_Data excerpts_.
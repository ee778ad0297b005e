//! Crate error types.

use thiserror::Error;

/// Construction-time precondition failures. Queries report "no result" with
/// `Option`, not with errors.
#[derive(Debug, Error)]
pub enum PhysicsError {
    /// An entity was built without a shape.
    #[error("entity requires a shape")]
    MissingShape,
    /// An entity was built without a material.
    #[error("entity requires a material")]
    MissingMaterial,
    /// An integrator name did not match any known scheme.
    #[error("unknown integrator `{0}`")]
    UnknownIntegrator(String),
}
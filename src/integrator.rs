//! Fixed-timestep integration schemes.
//!
//! Each step the world predicts the next state from the committed one, lets
//! collisions adjust it, then re-derives the acceleration at the predicted
//! state and folds it back in (the correction). Corrections are applied
//! incrementally on top of the possibly collision-adjusted state so that
//! impulses survive them.

use std::str::FromStr;

use glam::DVec3;

use crate::entity::Entity;
use crate::error::PhysicsError;
use crate::math::EPSILON;

/// Numerical integration scheme used by [`World`](crate::World).
#[derive(Debug, Clone, Copy, PartialEq, Eq, Default)]
pub enum Integrator {
    /// Explicit Euler. First order, diverges on stiff forces; the baseline.
    Euler,
    /// Velocity Verlet. Second order, good energy behavior.
    #[default]
    Verlet,
    /// Predictor-corrector assuming linear acceleration over the step, with
    /// a damping branch bounding stiff-force oscillation.
    Predictor,
    /// The predictor-corrector without the damping branch.
    PredictorUnstiffed,
}

impl FromStr for Integrator {
    type Err = PhysicsError;

    fn from_str(s: &str) -> Result<Self, Self::Err> {
        match s {
            "euler" => Ok(Integrator::Euler),
            "verlet" => Ok(Integrator::Verlet),
            "predictor" => Ok(Integrator::Predictor),
            "predictorUnstiffed" => Ok(Integrator::PredictorUnstiffed),
            _ => Err(PhysicsError::UnknownIntegrator(s.to_owned())),
        }
    }
}

impl Integrator {
    /// Predict the next position and velocity from the committed state and
    /// the freshly derived acceleration.
    pub(crate) fn predict(self, entity: &mut Entity, dt: f64) {
        let acceleration = entity.next.acceleration;
        let position = entity.current.position;
        let velocity = entity.current.velocity;

        match self {
            Integrator::Euler => {
                entity.next.position = position + velocity * dt;
                entity.next.velocity = velocity + acceleration * dt;
            }
            _ => {
                entity.next.position = position + velocity * dt + acceleration * (0.5 * dt * dt);
                entity.next.velocity = velocity + acceleration * dt;
            }
        }
    }

    /// Fold the acceleration re-derived at the predicted state back into
    /// the next state.
    pub(crate) fn correct(self, entity: &mut Entity, corrected: DVec3, dt: f64) {
        let predicted = entity.next.acceleration;

        match self {
            Integrator::Euler => {}
            Integrator::Verlet => {
                entity.next.velocity += (corrected - predicted) * (0.5 * dt);
            }
            Integrator::Predictor | Integrator::PredictorUnstiffed => {
                if !corrected.abs_diff_eq(predicted, EPSILON) {
                    // The acceleration varied over the step: treat it as
                    // linear and add the matching cubic and quadratic terms
                    let delta = corrected - predicted;
                    entity.next.position += delta * (dt * dt / 6.0);
                    entity.next.velocity += delta * (0.5 * dt);

                    if self == Integrator::Predictor
                        && predicted.dot(corrected) < 0.0
                        && predicted.length_squared() > 0.0
                    {
                        // The correction reversed the acceleration: the
                        // force is too stiff for this timestep. Dampen both
                        // accelerations and re-derive the state, keeping the
                        // linear-acceleration form.
                        let stiffness = -predicted.dot(corrected) / predicted.length_squared();
                        let damp = 1.0 / (1.0 + 3.0 * stiffness * stiffness);
                        let damped = predicted * damp;
                        let damped_corrected = corrected * damp;
                        let position = entity.current.position;
                        let velocity = entity.current.velocity;

                        entity.next.position = position
                            + velocity * dt
                            + (damped / 3.0 + damped_corrected / 6.0) * (dt * dt);
                        entity.next.velocity =
                            velocity + (damped + damped_corrected) * (0.5 * dt);
                        entity.next.acceleration = damped;
                        return;
                    }
                }
            }
        }

        entity.next.acceleration = corrected;
    }
}
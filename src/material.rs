//! Materials and the rules applied when two materials meet.
//!
//! Interaction rules are directional: the rule applied to A when touching B
//! is looked up as A→B and may differ from B→A (a projectile may bounce off
//! armor while the armor barely reacts). An absent entry means the pair
//! ignores each other entirely; an explicit `None` entry means contacts are
//! still resolved, with default behavior.

use std::cell::RefCell;
use std::collections::HashMap;
use std::rc::Rc;
use std::sync::atomic::{AtomicU64, Ordering};

use glam::DVec3;

use crate::entity::Entity;
use crate::math::VecExt;

static NEXT_MATERIAL_ID: AtomicU64 = AtomicU64::new(0);

/// Identifies a [`Material`] inside interaction maps.
#[derive(Debug, Clone, Copy, PartialEq, Eq, Hash)]
pub struct MaterialId(u64);

impl MaterialId {
    fn next() -> Self {
        Self(NEXT_MATERIAL_ID.fetch_add(1, Ordering::Relaxed))
    }
}

/// A per-contact effect applied to a non-static entity while its material
/// touches or overlaps another without a solid collision.
pub trait Influence {
    fn apply(&self, entity: &mut Entity, dt: f64);
}

/// Constant acceleration field (wind, conveyor, local gravity well).
#[derive(Debug, Clone, Copy)]
pub struct Accelerate {
    pub acceleration: DVec3,
}

impl Influence for Accelerate {
    fn apply(&self, entity: &mut Entity, dt: f64) {
        let velocity = entity.next_velocity() + self.acceleration * dt;
        entity.set_next_velocity(velocity);
    }
}

/// Constant friction: speed reduced by a fixed amount per second, clamped
/// at rest.
#[derive(Debug, Clone, Copy)]
pub struct Friction {
    pub deceleration: f64,
}

impl Influence for Friction {
    fn apply(&self, entity: &mut Entity, dt: f64) {
        let velocity = entity.next_velocity().reduce_length(self.deceleration * dt);
        entity.set_next_velocity(velocity);
    }
}

/// Proportional drag: a fraction of the speed lost per second.
#[derive(Debug, Clone, Copy)]
pub struct Drag {
    pub rate: f64,
}

impl Influence for Drag {
    fn apply(&self, entity: &mut Entity, dt: f64) {
        let factor = (1.0 - self.rate * dt).max(0.0);
        let velocity = entity.next_velocity() * factor;
        entity.set_next_velocity(velocity);
    }
}

/// Rule for one direction of an ordered material pair.
pub struct MaterialInteraction {
    /// Resolve contacts with the swept (continuous) query instead of the
    /// discrete one.
    pub hq: bool,
    /// Absolute normal-speed cut applied before bouncing, letting an
    /// entity settle instead of micro-bouncing forever.
    pub debounce: f64,
    /// Fraction of the normal speed kept after a bounce.
    pub normal_bounce_rate: f64,
    /// Fraction of the tangential speed kept after a bounce.
    pub tangent_bounce_rate: f64,
    /// Effects applied while touching or overlapping without a solid
    /// collision.
    pub influences: Vec<Box<dyn Influence>>,
}

impl Default for MaterialInteraction {
    fn default() -> Self {
        Self {
            hq: false,
            debounce: 0.0,
            normal_bounce_rate: 1.0,
            tangent_bounce_rate: 1.0,
            influences: Vec::new(),
        }
    }
}

/// A material: solidity plus interaction rules toward other materials.
pub struct Material {
    id: MaterialId,
    is_solid: bool,
    interactions: RefCell<HashMap<MaterialId, Option<Rc<MaterialInteraction>>>>,
}

impl Material {
    pub fn new(is_solid: bool) -> Rc<Self> {
        Rc::new(Self {
            id: MaterialId::next(),
            is_solid,
            interactions: RefCell::new(HashMap::new()),
        })
    }

    pub fn id(&self) -> MaterialId {
        self.id
    }

    pub fn is_solid(&self) -> bool {
        self.is_solid
    }

    /// Register `interaction` for contacts of `self` against `other`, and
    /// `reverse` for the opposite direction.
    pub fn set_interaction_with(
        self: &Rc<Self>,
        other: &Rc<Material>,
        interaction: Option<Rc<MaterialInteraction>>,
        reverse: Option<Rc<MaterialInteraction>>,
    ) {
        self.interactions.borrow_mut().insert(other.id, interaction);
        if !Rc::ptr_eq(self, other) {
            other.interactions.borrow_mut().insert(self.id, reverse);
        }
    }

    /// Rule for contacts of this material against itself.
    pub fn set_self_interaction(self: &Rc<Self>, interaction: Option<Rc<MaterialInteraction>>) {
        self.interactions.borrow_mut().insert(self.id, interaction);
    }

    /// `None` when the pair never interacts, `Some(None)` when contacts are
    /// resolved with default behavior.
    pub fn interaction_with(&self, other: MaterialId) -> Option<Option<Rc<MaterialInteraction>>> {
        self.interactions.borrow().get(&other).cloned()
    }
}

#[cfg(test)]
mod tests {
    use super::*;

    #[test]
    fn test_unregistered_pair_has_no_interaction() {
        let a = Material::new(true);
        let b = Material::new(true);
        assert!(a.interaction_with(b.id()).is_none());
        assert!(b.interaction_with(a.id()).is_none());
    }

    #[test]
    fn test_interactions_are_directional() {
        let a = Material::new(true);
        let b = Material::new(true);

        let bouncy = Rc::new(MaterialInteraction {
            normal_bounce_rate: 0.5,
            ..Default::default()
        });
        a.set_interaction_with(&b, Some(bouncy), None);

        let forward = a.interaction_with(b.id()).unwrap().unwrap();
        assert!((forward.normal_bounce_rate - 0.5).abs() < 1e-12);

        // Reverse direction registered but defaulted
        assert!(b.interaction_with(a.id()).unwrap().is_none());
    }

    #[test]
    fn test_self_interaction() {
        let a = Material::new(true);
        a.set_self_interaction(Some(Rc::new(MaterialInteraction {
            hq: true,
            ..Default::default()
        })));
        assert!(a.interaction_with(a.id()).unwrap().unwrap().hq);
    }

    #[test]
    fn test_interaction_defaults() {
        let rule = MaterialInteraction::default();
        assert!(!rule.hq);
        assert_eq!(rule.debounce, 0.0);
        assert_eq!(rule.normal_bounce_rate, 1.0);
        assert_eq!(rule.tangent_bounce_rate, 1.0);
        assert!(rule.influences.is_empty());
    }
}
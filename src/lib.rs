//! Corpuscle
//!
//! Collision detection between convex shapes and a fixed-timestep point-mass
//! simulation on top of it.
//!
//! # Architecture
//!
//! The library is organized into layers, leaf to root:
//!
//! 1. **math** - Shared tolerance, traces, bounding boxes, vector helpers
//! 2. **surface** - Plane, sphere and cylinder primitives with signed-distance
//!    tests and ray sweeps
//! 3. **shape** - Convex shapes assembled from surfaces, with derived
//!    vertices and edges
//! 4. **material** - Materials and directional interaction rules
//! 5. **entity** - Point masses with double-buffered kinematic state
//! 6. **dynamics** - Force generators (springs, constant forces, drag)
//! 7. **integrator** - Euler, Verlet and predictor-corrector schemes
//! 8. **world** - Entity storage, pairwise resolution and the step loop

pub mod dynamics;
pub mod entity;
pub mod error;
pub mod integrator;
pub mod material;
pub mod math;
pub mod query;
pub mod shape;
pub mod surface;
pub mod world;

// Re-export commonly used types
pub use dynamics::{ConstantForce, Dynamic, LinearDrag, SpringDamper};
pub use entity::{Entity, EntityId, EntityParams, Kinematics};
pub use error::PhysicsError;
pub use integrator::Integrator;
pub use material::{
    Accelerate, Drag, Friction, Influence, Material, MaterialId, MaterialInteraction,
};
pub use math::{Aabb, Trace, EPSILON};
pub use query::Collision;
pub use shape::{Primitive, Shape};
pub use surface::{Cylinder, Plane, Sphere, Surface};
pub use world::{Entities, World, WorldConfig};

// Re-export glam for convenience
pub use glam;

_Task statement_. Your response should hold the lines from the first line of the entries above through the line with "#[derive(Debug, Clone, Copy, PartialEq, Eq, Default)]", each retyped exactly, and nothing else.

_Exercise response_.
repository ee778ad0297b005e
//! Crate error types.

use thiserror::Error;

/// Construction-time precondition failures. Queries report "no result" with
/// `Option`, not with errors.
#[derive(Debug, Error)]
pub enum PhysicsError {
    /// An entity was built without a shape.
    #[error("entity requires a shape")]
    MissingShape,
    /// An entity was built without a material.
    #[error("entity requires a material")]
    MissingMaterial,
    /// An integrator name did not match any known scheme.
    #[error("unknown integrator `{0}`")]
    UnknownIntegrator(String),
}
filename src/integrator.rs
//! Fixed-timestep integration schemes.
//!
//! Each step the world predicts the next state from the committed one, lets
//! collisions adjust it, then re-derives the acceleration at the predicted
//! state and folds it back in (the correction). Corrections are applied
//! incrementally on top of the possibly collision-adjusted state so that
//! impulses survive them.

use std::str::FromStr;

use glam::DVec3;

use crate::entity::Entity;
use crate::error::PhysicsError;
use crate::math::EPSILON;

/// Numerical integration scheme used by [`World`](crate::World).
#[derive(Debug, Clone, Copy, PartialEq, Eq, Default)]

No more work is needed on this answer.